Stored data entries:
▼

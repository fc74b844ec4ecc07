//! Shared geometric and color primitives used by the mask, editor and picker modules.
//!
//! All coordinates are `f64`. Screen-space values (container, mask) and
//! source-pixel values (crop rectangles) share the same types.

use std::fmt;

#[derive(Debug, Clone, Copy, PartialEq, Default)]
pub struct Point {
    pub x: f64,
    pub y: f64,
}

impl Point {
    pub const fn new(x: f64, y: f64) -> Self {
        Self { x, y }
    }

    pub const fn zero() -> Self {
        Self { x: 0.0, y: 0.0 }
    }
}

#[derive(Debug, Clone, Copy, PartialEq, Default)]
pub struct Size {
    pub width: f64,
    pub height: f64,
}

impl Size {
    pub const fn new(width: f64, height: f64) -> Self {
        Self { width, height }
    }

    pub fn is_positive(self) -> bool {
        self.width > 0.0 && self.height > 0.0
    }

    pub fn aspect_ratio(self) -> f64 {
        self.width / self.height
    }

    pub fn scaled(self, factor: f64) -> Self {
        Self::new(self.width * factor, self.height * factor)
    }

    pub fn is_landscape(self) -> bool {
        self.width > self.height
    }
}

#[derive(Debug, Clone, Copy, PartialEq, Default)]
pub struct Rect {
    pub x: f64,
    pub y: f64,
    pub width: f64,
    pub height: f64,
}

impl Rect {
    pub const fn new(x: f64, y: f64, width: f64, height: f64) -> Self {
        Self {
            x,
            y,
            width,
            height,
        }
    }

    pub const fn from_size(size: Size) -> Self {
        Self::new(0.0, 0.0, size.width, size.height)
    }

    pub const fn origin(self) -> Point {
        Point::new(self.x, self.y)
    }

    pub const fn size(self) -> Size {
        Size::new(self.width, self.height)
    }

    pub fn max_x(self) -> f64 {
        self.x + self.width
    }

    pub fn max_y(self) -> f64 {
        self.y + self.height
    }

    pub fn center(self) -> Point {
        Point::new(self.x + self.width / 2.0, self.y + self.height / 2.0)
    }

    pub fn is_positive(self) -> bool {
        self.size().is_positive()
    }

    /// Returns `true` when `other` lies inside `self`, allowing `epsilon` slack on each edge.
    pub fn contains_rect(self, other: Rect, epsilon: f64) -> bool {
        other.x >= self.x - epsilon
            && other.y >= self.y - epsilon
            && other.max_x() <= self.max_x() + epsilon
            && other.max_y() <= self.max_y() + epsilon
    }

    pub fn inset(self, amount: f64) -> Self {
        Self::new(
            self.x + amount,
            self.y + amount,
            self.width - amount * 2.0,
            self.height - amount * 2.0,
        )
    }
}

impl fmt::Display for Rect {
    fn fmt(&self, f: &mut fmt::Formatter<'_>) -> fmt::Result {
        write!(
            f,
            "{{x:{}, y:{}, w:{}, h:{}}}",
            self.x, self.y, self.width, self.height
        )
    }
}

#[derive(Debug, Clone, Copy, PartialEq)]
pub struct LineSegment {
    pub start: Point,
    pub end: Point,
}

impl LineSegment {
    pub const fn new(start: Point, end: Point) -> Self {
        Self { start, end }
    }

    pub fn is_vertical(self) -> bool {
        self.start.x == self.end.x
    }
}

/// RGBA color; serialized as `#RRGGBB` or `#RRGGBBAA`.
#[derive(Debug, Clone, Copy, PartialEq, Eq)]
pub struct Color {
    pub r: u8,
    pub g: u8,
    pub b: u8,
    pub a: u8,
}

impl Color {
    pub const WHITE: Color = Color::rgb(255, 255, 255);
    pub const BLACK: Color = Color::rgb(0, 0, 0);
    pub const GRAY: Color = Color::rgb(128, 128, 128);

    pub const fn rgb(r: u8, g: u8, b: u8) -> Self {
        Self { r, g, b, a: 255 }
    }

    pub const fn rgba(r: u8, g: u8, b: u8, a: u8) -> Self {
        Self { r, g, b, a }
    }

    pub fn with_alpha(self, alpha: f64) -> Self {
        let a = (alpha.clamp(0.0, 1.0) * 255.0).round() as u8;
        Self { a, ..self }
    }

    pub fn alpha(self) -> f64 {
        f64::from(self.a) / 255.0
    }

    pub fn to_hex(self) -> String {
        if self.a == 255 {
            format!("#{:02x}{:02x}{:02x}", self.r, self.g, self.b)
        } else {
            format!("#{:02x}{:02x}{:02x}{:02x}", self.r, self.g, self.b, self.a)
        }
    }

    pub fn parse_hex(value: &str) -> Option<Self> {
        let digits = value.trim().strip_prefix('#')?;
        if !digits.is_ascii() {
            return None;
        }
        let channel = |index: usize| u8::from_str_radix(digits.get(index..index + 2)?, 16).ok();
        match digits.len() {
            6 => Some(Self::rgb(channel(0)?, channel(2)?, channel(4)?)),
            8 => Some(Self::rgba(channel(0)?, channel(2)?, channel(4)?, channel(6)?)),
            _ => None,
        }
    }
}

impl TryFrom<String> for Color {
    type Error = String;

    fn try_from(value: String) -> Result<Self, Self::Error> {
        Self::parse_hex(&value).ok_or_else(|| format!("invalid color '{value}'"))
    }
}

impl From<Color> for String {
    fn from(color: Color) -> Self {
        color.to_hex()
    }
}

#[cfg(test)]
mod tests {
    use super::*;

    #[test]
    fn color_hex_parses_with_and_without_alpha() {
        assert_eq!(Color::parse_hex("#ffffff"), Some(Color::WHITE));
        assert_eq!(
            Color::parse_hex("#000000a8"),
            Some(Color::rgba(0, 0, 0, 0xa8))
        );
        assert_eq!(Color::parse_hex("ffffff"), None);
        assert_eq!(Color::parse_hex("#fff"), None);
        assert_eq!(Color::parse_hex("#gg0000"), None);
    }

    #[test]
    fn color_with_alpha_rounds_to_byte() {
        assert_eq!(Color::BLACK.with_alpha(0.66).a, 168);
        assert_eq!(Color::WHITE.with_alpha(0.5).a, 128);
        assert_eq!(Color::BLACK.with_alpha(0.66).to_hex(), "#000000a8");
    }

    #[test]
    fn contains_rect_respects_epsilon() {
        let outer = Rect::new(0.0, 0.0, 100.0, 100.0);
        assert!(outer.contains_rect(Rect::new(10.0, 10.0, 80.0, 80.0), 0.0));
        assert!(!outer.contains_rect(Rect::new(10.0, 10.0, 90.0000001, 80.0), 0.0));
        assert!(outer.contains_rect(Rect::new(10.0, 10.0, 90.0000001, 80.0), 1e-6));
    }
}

▲
▼

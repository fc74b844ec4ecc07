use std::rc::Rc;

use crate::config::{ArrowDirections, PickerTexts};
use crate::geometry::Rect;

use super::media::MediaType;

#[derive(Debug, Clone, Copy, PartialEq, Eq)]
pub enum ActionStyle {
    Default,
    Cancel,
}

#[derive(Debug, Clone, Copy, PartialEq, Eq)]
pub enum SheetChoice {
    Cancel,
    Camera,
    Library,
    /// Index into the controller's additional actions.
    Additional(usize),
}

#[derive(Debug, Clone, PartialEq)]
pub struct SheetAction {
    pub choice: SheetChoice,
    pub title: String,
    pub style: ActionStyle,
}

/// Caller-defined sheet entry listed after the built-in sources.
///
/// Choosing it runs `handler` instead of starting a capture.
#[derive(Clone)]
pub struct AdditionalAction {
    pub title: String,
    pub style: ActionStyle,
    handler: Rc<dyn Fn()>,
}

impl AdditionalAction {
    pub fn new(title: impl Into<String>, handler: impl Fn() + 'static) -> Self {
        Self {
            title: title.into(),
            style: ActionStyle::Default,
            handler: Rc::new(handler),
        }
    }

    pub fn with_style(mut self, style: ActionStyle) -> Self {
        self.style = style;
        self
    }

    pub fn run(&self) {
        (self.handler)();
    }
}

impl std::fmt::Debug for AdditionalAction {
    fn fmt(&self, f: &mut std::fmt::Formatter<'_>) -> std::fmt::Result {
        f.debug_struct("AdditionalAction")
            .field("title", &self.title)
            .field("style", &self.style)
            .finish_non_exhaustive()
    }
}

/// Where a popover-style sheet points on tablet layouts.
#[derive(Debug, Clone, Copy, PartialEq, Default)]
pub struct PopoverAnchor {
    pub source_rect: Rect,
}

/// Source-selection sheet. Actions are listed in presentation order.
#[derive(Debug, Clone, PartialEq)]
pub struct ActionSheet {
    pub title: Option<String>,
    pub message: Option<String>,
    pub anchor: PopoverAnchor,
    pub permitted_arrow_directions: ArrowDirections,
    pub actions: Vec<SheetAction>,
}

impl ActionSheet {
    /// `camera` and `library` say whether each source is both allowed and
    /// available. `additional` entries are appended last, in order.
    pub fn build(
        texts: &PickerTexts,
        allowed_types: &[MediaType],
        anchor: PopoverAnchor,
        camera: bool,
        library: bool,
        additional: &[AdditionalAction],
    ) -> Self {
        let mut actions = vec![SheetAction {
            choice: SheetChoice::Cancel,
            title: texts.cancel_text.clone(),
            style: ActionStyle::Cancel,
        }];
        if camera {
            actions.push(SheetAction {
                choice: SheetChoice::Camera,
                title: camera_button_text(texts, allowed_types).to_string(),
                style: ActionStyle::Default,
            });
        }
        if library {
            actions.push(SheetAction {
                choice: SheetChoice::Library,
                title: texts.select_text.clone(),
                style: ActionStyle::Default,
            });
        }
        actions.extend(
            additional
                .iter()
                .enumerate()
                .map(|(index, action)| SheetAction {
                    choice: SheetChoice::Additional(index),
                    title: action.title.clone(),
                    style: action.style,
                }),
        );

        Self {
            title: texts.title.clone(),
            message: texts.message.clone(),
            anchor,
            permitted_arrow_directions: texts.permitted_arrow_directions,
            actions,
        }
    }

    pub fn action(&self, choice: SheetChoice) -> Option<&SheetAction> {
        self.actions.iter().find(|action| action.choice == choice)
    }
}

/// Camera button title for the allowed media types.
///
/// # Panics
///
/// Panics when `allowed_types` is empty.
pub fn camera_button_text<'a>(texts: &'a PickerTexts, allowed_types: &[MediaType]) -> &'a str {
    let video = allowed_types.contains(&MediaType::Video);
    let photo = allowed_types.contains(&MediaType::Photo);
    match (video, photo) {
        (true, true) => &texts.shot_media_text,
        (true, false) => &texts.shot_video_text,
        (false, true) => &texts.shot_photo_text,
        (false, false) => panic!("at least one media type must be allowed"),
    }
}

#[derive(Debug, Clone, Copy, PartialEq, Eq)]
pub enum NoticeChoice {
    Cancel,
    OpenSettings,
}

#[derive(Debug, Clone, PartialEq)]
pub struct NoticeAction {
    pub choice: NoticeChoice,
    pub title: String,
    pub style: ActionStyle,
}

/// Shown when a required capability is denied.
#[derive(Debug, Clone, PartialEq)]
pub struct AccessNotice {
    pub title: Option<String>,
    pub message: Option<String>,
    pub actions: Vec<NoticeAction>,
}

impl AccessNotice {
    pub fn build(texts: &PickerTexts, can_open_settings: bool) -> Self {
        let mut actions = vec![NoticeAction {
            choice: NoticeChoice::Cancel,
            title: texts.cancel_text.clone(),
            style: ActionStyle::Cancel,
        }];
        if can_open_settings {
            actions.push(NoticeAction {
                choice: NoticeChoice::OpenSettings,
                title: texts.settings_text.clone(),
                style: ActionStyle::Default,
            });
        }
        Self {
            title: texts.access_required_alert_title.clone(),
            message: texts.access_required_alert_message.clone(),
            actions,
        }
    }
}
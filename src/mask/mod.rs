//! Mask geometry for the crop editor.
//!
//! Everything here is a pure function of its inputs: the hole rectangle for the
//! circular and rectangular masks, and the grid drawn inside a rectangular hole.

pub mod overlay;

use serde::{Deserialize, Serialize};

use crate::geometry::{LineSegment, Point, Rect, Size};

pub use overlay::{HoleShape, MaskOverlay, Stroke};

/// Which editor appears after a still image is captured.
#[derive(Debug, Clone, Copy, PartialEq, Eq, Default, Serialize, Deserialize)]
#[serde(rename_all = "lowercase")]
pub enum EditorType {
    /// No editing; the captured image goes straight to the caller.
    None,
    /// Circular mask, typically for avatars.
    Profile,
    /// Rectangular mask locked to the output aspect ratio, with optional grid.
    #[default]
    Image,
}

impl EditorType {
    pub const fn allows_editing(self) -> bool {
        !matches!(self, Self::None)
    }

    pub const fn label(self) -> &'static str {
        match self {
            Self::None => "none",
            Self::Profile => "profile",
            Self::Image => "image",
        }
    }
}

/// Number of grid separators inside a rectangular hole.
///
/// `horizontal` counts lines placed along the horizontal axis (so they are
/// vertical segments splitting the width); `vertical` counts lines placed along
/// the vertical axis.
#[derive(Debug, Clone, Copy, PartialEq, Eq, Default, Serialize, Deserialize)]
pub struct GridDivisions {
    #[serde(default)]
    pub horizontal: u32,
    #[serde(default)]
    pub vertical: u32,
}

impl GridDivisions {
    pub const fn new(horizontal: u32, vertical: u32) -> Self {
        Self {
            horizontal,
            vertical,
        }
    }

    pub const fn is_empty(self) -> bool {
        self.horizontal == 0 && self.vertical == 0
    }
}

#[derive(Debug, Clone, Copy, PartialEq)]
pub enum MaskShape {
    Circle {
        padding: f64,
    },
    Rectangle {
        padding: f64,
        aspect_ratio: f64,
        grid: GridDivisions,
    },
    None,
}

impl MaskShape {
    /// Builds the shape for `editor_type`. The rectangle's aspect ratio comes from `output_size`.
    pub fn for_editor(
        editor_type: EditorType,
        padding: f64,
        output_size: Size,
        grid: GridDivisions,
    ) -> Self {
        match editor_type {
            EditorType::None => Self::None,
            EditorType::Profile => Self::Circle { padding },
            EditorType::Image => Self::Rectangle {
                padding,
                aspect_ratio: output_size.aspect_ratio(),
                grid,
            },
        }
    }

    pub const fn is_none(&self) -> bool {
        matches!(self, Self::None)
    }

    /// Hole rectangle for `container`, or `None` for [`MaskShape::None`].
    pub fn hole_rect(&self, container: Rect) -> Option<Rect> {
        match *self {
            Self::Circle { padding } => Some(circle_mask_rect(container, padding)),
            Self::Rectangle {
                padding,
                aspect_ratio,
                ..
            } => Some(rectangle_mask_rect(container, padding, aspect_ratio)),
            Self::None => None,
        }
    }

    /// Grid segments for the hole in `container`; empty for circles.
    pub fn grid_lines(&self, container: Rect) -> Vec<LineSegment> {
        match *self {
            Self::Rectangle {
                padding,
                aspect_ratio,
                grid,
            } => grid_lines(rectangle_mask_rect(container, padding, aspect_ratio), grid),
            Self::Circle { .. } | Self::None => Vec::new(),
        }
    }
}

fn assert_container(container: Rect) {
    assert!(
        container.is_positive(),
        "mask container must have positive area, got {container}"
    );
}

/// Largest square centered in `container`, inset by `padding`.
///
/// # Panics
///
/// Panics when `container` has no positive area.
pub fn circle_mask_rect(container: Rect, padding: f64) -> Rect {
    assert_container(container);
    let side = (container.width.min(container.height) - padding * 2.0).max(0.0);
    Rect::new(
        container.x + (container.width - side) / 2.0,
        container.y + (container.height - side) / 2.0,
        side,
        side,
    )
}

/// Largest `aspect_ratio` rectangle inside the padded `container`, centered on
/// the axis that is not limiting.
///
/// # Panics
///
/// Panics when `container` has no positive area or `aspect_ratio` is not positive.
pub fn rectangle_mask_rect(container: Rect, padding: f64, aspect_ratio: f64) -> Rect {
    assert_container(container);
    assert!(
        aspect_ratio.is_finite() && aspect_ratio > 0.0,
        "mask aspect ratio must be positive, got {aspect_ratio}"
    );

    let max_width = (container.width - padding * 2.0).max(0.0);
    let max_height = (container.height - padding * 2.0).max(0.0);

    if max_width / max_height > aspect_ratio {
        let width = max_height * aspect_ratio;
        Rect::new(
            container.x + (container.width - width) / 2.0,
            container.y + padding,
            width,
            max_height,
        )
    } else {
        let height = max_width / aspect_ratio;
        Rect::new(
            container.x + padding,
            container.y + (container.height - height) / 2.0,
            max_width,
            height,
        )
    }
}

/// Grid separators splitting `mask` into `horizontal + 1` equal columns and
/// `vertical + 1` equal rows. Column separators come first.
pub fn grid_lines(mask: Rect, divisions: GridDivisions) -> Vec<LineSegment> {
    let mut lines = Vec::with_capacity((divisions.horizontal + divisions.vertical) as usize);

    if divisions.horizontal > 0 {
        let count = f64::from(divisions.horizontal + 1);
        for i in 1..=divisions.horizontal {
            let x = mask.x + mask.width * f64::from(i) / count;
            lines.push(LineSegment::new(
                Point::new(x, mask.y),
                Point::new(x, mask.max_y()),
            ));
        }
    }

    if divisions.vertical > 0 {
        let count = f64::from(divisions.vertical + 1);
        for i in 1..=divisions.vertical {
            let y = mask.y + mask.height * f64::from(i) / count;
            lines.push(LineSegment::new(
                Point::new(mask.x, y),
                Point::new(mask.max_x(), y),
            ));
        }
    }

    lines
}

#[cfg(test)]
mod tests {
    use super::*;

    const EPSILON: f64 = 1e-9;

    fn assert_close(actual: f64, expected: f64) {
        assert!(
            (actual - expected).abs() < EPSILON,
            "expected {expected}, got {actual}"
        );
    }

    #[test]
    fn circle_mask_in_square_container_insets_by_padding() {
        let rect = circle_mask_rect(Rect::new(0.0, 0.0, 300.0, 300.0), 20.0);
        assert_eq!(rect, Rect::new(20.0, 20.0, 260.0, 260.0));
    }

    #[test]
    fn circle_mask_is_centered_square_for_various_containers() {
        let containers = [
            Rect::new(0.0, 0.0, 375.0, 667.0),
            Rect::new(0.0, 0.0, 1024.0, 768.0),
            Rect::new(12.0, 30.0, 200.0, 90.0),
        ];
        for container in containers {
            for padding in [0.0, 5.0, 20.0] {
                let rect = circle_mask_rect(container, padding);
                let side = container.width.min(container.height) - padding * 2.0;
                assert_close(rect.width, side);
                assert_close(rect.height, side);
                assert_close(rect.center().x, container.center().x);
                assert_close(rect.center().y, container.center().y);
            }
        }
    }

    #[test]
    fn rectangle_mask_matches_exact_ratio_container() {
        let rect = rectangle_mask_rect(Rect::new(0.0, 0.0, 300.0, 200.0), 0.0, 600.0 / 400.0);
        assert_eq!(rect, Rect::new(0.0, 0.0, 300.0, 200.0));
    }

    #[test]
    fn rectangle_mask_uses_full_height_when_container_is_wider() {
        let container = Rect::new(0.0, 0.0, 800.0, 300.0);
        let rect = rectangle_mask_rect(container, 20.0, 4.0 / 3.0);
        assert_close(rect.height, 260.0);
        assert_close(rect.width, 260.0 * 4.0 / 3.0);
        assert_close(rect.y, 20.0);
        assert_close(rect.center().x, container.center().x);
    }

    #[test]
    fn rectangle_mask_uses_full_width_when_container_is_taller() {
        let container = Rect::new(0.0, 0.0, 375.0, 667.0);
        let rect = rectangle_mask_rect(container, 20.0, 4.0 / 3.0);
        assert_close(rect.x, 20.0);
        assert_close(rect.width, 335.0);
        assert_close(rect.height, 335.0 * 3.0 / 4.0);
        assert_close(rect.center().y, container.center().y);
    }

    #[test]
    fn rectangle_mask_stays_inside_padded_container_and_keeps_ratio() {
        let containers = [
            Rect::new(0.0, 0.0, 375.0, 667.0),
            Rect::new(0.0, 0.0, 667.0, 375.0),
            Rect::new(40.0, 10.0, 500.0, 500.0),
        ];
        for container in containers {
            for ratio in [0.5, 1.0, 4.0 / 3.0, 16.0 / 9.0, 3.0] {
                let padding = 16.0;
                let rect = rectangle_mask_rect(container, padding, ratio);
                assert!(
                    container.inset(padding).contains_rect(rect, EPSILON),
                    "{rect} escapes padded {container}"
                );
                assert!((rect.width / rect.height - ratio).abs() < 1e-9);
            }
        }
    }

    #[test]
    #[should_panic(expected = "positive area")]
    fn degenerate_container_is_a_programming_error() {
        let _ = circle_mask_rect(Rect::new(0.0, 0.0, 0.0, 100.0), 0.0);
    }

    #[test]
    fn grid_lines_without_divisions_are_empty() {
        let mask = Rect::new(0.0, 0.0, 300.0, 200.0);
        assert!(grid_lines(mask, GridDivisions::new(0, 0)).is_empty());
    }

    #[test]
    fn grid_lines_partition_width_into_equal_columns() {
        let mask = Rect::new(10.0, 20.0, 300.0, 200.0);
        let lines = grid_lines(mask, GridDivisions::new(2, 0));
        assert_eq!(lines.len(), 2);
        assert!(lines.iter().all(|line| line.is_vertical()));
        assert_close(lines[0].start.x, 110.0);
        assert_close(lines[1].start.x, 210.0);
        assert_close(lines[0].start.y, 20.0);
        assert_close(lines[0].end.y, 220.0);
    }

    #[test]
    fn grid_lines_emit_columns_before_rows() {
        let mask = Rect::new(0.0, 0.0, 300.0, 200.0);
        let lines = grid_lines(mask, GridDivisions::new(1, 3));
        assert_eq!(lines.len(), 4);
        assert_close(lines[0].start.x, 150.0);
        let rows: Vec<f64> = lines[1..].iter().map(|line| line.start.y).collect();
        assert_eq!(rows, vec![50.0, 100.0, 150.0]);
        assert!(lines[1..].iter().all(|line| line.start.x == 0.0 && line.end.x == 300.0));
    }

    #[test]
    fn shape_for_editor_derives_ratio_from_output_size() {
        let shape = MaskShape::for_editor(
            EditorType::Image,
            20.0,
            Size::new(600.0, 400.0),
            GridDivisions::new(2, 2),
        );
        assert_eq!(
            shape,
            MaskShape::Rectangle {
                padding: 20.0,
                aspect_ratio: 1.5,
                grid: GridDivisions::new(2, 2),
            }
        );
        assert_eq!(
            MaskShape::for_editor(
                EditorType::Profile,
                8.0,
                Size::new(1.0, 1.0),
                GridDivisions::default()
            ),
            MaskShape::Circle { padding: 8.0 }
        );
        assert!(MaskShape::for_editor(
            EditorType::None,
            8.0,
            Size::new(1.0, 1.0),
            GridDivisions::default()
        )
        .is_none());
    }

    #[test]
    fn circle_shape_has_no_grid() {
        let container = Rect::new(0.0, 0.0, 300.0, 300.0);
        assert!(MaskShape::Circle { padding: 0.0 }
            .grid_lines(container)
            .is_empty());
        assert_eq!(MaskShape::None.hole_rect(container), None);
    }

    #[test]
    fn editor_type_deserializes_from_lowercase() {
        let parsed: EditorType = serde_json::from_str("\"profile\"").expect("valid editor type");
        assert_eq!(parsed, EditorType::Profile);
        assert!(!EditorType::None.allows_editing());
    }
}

▲
▼

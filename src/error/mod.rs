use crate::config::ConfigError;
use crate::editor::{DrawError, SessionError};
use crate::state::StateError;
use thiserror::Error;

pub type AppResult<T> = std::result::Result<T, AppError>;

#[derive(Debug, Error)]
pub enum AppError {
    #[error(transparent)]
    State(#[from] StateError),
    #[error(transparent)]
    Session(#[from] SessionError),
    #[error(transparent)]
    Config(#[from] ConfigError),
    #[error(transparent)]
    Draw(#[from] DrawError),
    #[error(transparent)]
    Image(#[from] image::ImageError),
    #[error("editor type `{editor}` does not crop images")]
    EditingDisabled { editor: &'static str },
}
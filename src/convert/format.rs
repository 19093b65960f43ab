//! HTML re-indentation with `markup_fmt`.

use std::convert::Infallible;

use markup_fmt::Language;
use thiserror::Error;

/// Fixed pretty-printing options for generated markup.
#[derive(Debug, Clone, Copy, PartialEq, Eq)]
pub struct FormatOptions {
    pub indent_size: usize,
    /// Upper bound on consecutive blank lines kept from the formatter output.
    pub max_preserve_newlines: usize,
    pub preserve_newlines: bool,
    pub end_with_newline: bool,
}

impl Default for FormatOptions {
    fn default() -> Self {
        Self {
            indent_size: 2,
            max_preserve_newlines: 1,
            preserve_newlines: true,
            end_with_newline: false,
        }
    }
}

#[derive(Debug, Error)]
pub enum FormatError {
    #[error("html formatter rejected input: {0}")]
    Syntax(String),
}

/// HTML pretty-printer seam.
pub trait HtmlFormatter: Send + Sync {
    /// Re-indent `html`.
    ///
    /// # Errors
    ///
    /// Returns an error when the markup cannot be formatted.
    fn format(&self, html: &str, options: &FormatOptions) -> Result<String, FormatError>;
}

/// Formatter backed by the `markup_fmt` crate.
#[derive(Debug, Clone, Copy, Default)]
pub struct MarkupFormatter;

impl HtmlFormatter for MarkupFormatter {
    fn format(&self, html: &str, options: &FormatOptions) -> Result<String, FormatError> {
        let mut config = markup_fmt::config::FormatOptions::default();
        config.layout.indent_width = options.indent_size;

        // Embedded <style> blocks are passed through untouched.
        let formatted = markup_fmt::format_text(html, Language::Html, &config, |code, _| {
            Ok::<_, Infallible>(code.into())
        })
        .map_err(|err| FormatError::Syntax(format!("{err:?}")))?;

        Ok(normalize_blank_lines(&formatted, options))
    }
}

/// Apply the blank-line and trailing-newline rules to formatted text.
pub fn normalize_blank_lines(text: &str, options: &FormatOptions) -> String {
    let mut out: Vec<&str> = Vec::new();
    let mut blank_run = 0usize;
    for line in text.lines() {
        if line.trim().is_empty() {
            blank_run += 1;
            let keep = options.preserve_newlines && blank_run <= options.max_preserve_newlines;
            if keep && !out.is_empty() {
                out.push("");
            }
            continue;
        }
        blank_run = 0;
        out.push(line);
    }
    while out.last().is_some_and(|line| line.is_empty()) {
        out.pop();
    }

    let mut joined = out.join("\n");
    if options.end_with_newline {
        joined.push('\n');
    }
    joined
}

▲

Every line of the entries above that holds "splitting" should be copied out.

■ Reply
/// vertical segments splitting the width); `vertical` counts lines placed along
/// Grid separators splitting `mask` into `horizontal + 1` equal columns and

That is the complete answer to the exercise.